Conflicting Views and Power
What follows is a series of emails that were sent yesterday and today in
the UK. What these contain is essentially two opposing views on free
will, authority, legitimacy and openness, and an ongoing event that is
open to theoretical analysis, but not with any specific details, the
reasons of which will become clear.
-------------------------------------------
I've just got off the phone with the Assertive Outreach's secretary
again today after another day has passed without being updated on any
progress, or the lack of, on the matters we discussed earlier this
week. For example, you stated that a Section 117 could be arranged in
'days', and yet there hasn't been even a phone call to update me on
this.
I've already made clear that, in my considered opinion, it is best if
discussions about the release of information surrounding my medical
history is finally removed from the diagnostic process. Therefore, I
would prefer that anything you or other staff have to say about this is
put in writing, whichever way you choose - i.e. on paper or via email.

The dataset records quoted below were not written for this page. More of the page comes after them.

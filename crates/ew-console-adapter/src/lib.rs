/*
[INPUT]:  Crate modules and public type definitions
[OUTPUT]: Public embedded-wallet console adapter surface
[POS]:    Crate root - module wiring
[UPDATE]: When public modules or exports change
*/

pub mod auth;
pub mod http;
pub mod sdk;

// Re-export commonly used types from auth
pub use auth::{
    CLEAR_CLAIMS,
    ClaimsAdmin,
    Clock,
    IdentityProvider,
    IdentityToolkitConfig,
    IdentityToolkitProvider,
    ManualClock,
    MockClaimsAdmin,
    MockIdentityProvider,
    ServiceAccountKey,
    SystemClock,
    TokenCache,
    TokenRecord,
};

// Re-export commonly used types from http
pub use http::{AdapterError, ClientConfig, JsonClient, Result};

// Re-export SDK facades and types
pub use sdk::types::*;
pub use sdk::{CoreDevice, EmbeddedWallet, HttpSdkBridge, MockTransport, SdkNamespace, SdkTransport};
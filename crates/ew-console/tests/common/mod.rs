/*
[INPUT]:  Test configuration and mock SDK/identity requirements
[OUTPUT]: Console contexts wired to in-memory mocks and a temp storage dir
[POS]:    Test infrastructure - shared across all test modules
[UPDATE]: When adding new test patterns or fixtures
*/

//! Common test utilities for ew-console tests

use std::sync::Arc;

use chrono::Utc;
use ew_console::{ConsoleConfig, ConsoleContext};
use ew_console_adapter::auth::unsigned_jwt;
use ew_console_adapter::{MockClaimsAdmin, MockIdentityProvider, MockTransport, TokenCache};
use tempfile::TempDir;

pub const SUBJECT_UID: &str = "uid-1";

/// Mocks behind a test context; keeps the storage dir alive
#[allow(dead_code)]
pub struct Mocks {
    pub transport: Arc<MockTransport>,
    pub claims: Arc<MockClaimsAdmin>,
    pub identity: Arc<MockIdentityProvider>,
    pub dir: TempDir,
}

pub fn test_config(dir: &TempDir) -> ConsoleConfig {
    let mut config = ConsoleConfig::default();
    config.env = "sandbox".to_string();
    config.auth.client_id = "client-1".to_string();
    config.auth.subject_uid = SUBJECT_UID.to_string();
    config.storage.dir = dir.path().join("storage");
    config.defaults.passphrase = Some("hunter2".to_string());
    config.defaults.passphrase_id = Some("4f2c7b8e-0000-4000-8000-000000000001".to_string());
    config
}

/// Fresh session, nothing initialized
pub fn context() -> (ConsoleContext, Mocks) {
    let dir = tempfile::tempdir().expect("tempdir");
    let transport = Arc::new(MockTransport::new());
    let claims = Arc::new(MockClaimsAdmin::new());
    let identity = Arc::new(MockIdentityProvider::new());
    let now = Utc::now().timestamp();
    for _ in 0..4 {
        identity.push_token(unsigned_jwt(SUBJECT_UID, now, now + 3600));
    }

    let ctx = ConsoleContext::new(
        test_config(&dir),
        TokenCache::new(identity.clone()),
        claims.clone(),
        transport.clone(),
    );
    (
        ctx,
        Mocks {
            transport,
            claims,
            identity,
            dir,
        },
    )
}

/// Session with the wallet tier open
#[allow(dead_code)]
pub fn wallet_context() -> (ConsoleContext, Mocks) {
    let (mut ctx, mocks) = context();
    ctx.mark_wallet_ready();
    (ctx, mocks)
}

/// Session with both tiers open on `device-1`
#[allow(dead_code)]
pub fn device_context() -> (ConsoleContext, Mocks) {
    let (mut ctx, mocks) = wallet_context();
    ctx.attach_device("device-1");
    (ctx, mocks)
}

I understand that I will not now hear anything until next week. Again,
I think it would benefit you if you appreciate that such delays are
little more than an annoyance when they are not even well communicated,
and would be deemed unacceptable in many other organisations.
-------------------------
All the points below are duly noted! However, as i have already
explained the process to obtain access to your medical records is via the
formal process that I have described to you. If you have not yet
received the requested paperwork this is not a hold up on my behalf as
you witnessed me request the form to be sent out and i was told in your
presence that it would be sent out the day that i had called to your
mum's address. If this has not arrived then i'm sure that it will do in
the next few postal days. Secondly, regarding your text message - you
seem obsessed with finding some way around the system in order to access
your notes on the presumption that you will be denied access to the info
that you require. As i have suggested many times previously it is always
better to deal with issues as they arise rather than presuming the
worst. The only thing i can suggest is following the appropriate
protocol for accessing your notes and see what the outcome of this is.

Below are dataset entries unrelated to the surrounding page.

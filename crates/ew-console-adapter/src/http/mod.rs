/*
[INPUT]:  HTTP client configuration and API endpoints
[OUTPUT]: HTTP responses and unified adapter errors
[POS]:    HTTP layer - REST communication primitives
[UPDATE]: When changing client behavior or error sources
*/

pub mod client;
pub mod error;

pub use error::{AdapterError, Result};

pub use client::{ClientConfig, JsonClient, RawResponse};
/*
[INPUT]:  SDK bridge JSON payloads
[OUTPUT]: The few typed views the console needs (pages, balances, keys, requests)
[POS]:    SDK layer - request/response types
[UPDATE]: When the console starts relying on new SDK fields
*/

use std::collections::BTreeMap;

use serde::de::{self, DeserializeOwned, Deserializer};
use serde::{Deserialize, Serialize};
use serde_json::Value;

use crate::http::{AdapterError, Result};

/// Decode a typed view out of a raw SDK response
pub fn decode<T: DeserializeOwned>(value: Value) -> Result<T> {
    serde_json::from_value(value)
        .map_err(|e| AdapterError::InvalidResponse(format!("unexpected SDK payload: {e}")))
}

/// Paginated SDK response
#[derive(Debug, Clone, Deserialize)]
pub struct Page<T> {
    #[serde(default = "Vec::new")]
    pub data: Vec<T>,
}

#[derive(Debug, Clone, Copy, PartialEq, Eq, Deserialize)]
#[serde(rename_all = "camelCase")]
pub struct AccountRef {
    pub account_id: u32,
}

#[derive(Debug, Clone, PartialEq, Eq, Deserialize)]
pub struct AssetRef {
    pub id: String,
}

#[derive(Debug, Clone, PartialEq, Eq, Deserialize)]
#[serde(rename_all = "camelCase")]
pub struct AssignedWallet {
    pub wallet_id: String,
}

#[derive(Debug, Clone, PartialEq, Deserialize)]
pub struct Balance {
    #[serde(default, deserialize_with = "string_or_number")]
    pub total: String,
    #[serde(default, deserialize_with = "string_or_number")]
    pub available: String,
}

impl Balance {
    /// Numeric total used for ordering; unparsable totals sort last
    pub fn total_value(&self) -> f64 {
        self.total.parse().unwrap_or(f64::MIN)
    }
}

#[derive(Debug, Clone, PartialEq, Eq, Deserialize)]
pub struct BackupKey {
    pub algorithm: String,
}

#[derive(Debug, Clone, PartialEq, Eq, Deserialize)]
pub struct LatestBackup {
    #[serde(default)]
    pub keys: Vec<BackupKey>,
}

#[derive(Debug, Clone, PartialEq, Eq, Deserialize)]
#[serde(rename_all = "camelCase")]
pub struct KeyStatus {
    pub key_id: String,
    pub key_status: String,
    pub algorithm: String,
}

/// Keys status keyed by algorithm
pub type KeysStatus = BTreeMap<String, KeyStatus>;

/// Filter for transaction listings
#[derive(Debug, Clone, Default, PartialEq, Eq, Serialize)]
#[serde(rename_all = "camelCase")]
pub struct TransactionFilter {
    #[serde(skip_serializing_if = "Option::is_none")]
    pub incoming: Option<bool>,
    #[serde(skip_serializing_if = "Option::is_none")]
    pub outgoing: Option<bool>,
    #[serde(skip_serializing_if = "Option::is_none")]
    pub order_by: Option<String>,
    #[serde(skip_serializing_if = "Option::is_none")]
    pub limit: Option<u32>,
}

impl TransactionFilter {
    pub fn incoming() -> Self {
        Self {
            incoming: Some(true),
            ..Self::default()
        }
    }

    pub fn outgoing() -> Self {
        Self {
            outgoing: Some(true),
            ..Self::default()
        }
    }

    /// Newest first by `lastUpdated`, capped at `limit`
    pub fn latest(mut self, limit: u32) -> Self {
        self.order_by = Some("lastUpdated".to_string());
        self.limit = Some(limit);
        self
    }
}

#[derive(Debug, Clone, PartialEq, Eq, Serialize)]
pub struct OneTimeAddress {
    pub address: String,
}

/// Transfer destination
#[derive(Debug, Clone, PartialEq, Eq, Serialize)]
#[serde(tag = "type", rename_all = "SCREAMING_SNAKE_CASE")]
pub enum Destination {
    VaultAccount {
        id: String,
    },
    OneTimeAddress {
        #[serde(rename = "oneTimeAddress")]
        one_time_address: OneTimeAddress,
    },
    EndUserWallet {
        #[serde(rename = "walletId")]
        wallet_id: String,
        id: String,
    },
}

#[derive(Debug, Clone, PartialEq, Eq, Serialize)]
pub struct SourceRef {
    pub id: String,
}

/// Transfer request used for creation and fee estimation
#[derive(Debug, Clone, PartialEq, Eq, Serialize)]
#[serde(rename_all = "camelCase")]
pub struct TransactionRequest {
    pub asset_id: String,
    pub source: SourceRef,
    pub destination: Destination,
    pub amount: String,
}

impl TransactionRequest {
    pub fn new(account_id: u32, asset_id: String, amount: String, destination: Destination) -> Self {
        Self {
            asset_id,
            source: SourceRef {
                id: account_id.to_string(),
            },
            destination,
            amount,
        }
    }
}

fn string_or_number<'de, D>(deserializer: D) -> std::result::Result<String, D::Error>
where
    D: Deserializer<'de>,
{
    match Value::deserialize(deserializer)? {
        Value::String(s) => Ok(s),
        Value::Number(n) => Ok(n.to_string()),
        Value::Null => Ok(String::new()),
        other => Err(de::Error::custom(format!(
            "expected string or number, got {other}"
        ))),
    }
}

If you wish to continue to seek other avenues then i wish you luck but
fear you will be unsuccessful as patient notes are in no way shape or
form covered under the remit of the new foi act. You requested that i
let you know if i have any alternative ideas - i don't have any and this
is the only reason i have not thus far replied.
On your point regarding the 117 I have discussed the matter with Dr F-
and he is happy that we could discharge you back to the care of your GP
in theory. In practice this requires some liaison with your GP and a
formal 117 discharge meeting. this will need to be booked with A- Dr
F-'s secretary who is currently on leave and will quite simply require an
agreed future plan of care with your GP and the attendance of an ASW to
complete the paperwork. I stand by my point that a meeting could be set
up very quickly but I can see no good reason why this requires us to rush
through a process for the sake of formality. you appear happy to see us
occasionally at present and I would suggest that within a few months we
can work our way through the practicalities in order to do things
properly. Actually your status of patient in the trust makes no
difference to your ability to access your past files and so the 2
activities need not be related in the slightest.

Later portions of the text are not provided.